Greetings and salutations everyone! I hope everyone has had a nice holiday filled with celebration, good company and the glorious feasting of all sorts of goodies. The year 2010 ended and 2011 ushers in with the new and out with the old. Just to clarify, like I said before, old behaviors will be replaced with new beginnings (resolutions).
I, certainly, have had my share of the devouring of certain goodies since Thanksgiving. The thought has crossed my mind to slap my hand when reaching for that cookie or another helping of stuffing. However, I don't because I gave myself that permission to finish off this year with a "bang" (my button from my pants exploding off and hitting someone in the head from all this indulging).
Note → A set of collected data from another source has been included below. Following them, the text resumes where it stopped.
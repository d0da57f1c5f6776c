//! Glyph art for every sprite, one `#` per braille dot at the default sizes.
//! The grid surface stretches these to whatever box it is asked to fill.

use ratatui::style::Color;

use crate::sprites::Sprite;
use crate::surface::Rgb;

const SPACESHIP: &[&str] = &[
    ".....#.....",
    "....###....",
    "....###....",
    ".#########.",
    "###########",
    "###########",
];

const UFO_SAUCER: &[&str] = &[
    "...#####...",
    ".#########.",
    "###########",
    "##.##.##.##",
    "###########",
    "..##...##..",
    ".##.....##.",
    "##.......##",
];

const UFO_SQUID: &[&str] = &[
    "....###....",
    "..#######..",
    ".#########.",
    "###.###.###",
    "###########",
    "...#...#...",
    "..#.#.#.#..",
    ".#.......#.",
];

const BULLET: &[&str] = &["#", "#", "#"];

const BOMB: &[&str] = &[
    ".#.",
    "###",
    "###",
    "###",
    ".#.",
];

const COIN: &[&str] = &[
    ".###.",
    "##.##",
    "#.#.#",
    "##.##",
    ".###.",
];

const POWERUP: &[&str] = &[
    "..#..",
    ".###.",
    "#####",
    ".###.",
    "..#..",
];

const ASTEROID: &[&str] = &[
    "..####..",
    ".######.",
    "###..###",
    "########",
    "##.#####",
    ".######.",
    "..###...",
];

pub fn bitmap(sprite: Sprite) -> &'static [&'static str] {
    match sprite {
        Sprite::Spaceship => SPACESHIP,
        Sprite::Bullet => BULLET,
        Sprite::Ufo(variant) if variant % 2 == 0 => UFO_SAUCER,
        Sprite::Ufo(_) => UFO_SQUID,
        Sprite::Bomb => BOMB,
        Sprite::Coin => COIN,
        Sprite::Powerup => POWERUP,
        Sprite::Asteroid => ASTEROID,
    }
}

pub fn color(sprite: Sprite) -> Color {
    match sprite {
        Sprite::Spaceship => Color::Rgb(80, 255, 80),
        Sprite::Bullet => Color::Rgb(255, 255, 200),
        Sprite::Ufo(variant) if variant % 2 == 0 => Color::Rgb(255, 80, 80),
        Sprite::Ufo(_) => Color::Rgb(200, 180, 255),
        Sprite::Bomb => Color::Rgb(255, 100, 100),
        Sprite::Coin => Color::Rgb(255, 215, 0),
        Sprite::Powerup => Color::Rgb(80, 200, 255),
        Sprite::Asteroid => Color::Rgb(170, 150, 130),
    }
}

pub fn to_color(rgb: Rgb) -> Color {
    Color::Rgb(rgb.0, rgb.1, rgb.2)
}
In addition to holiday overeating, I encountered some personal issues, which led to more overeating! Aaarrrgghhh! I'll be honest (with my halo with horns, ha ha), personal issues have resulted in one of my nemeses - that being that bad word "STRESS." To me, it stands for Sadness and other emotions, Typically, Results with, Eating, Satiable, and Stuff. "STRESS" does not spell relief!
Although, it may be normal to overeat with that proverbial stress monster looming overhead (drooling with the comfort of causing angst in one's life), it is still frustrating while I'm working on losing weight!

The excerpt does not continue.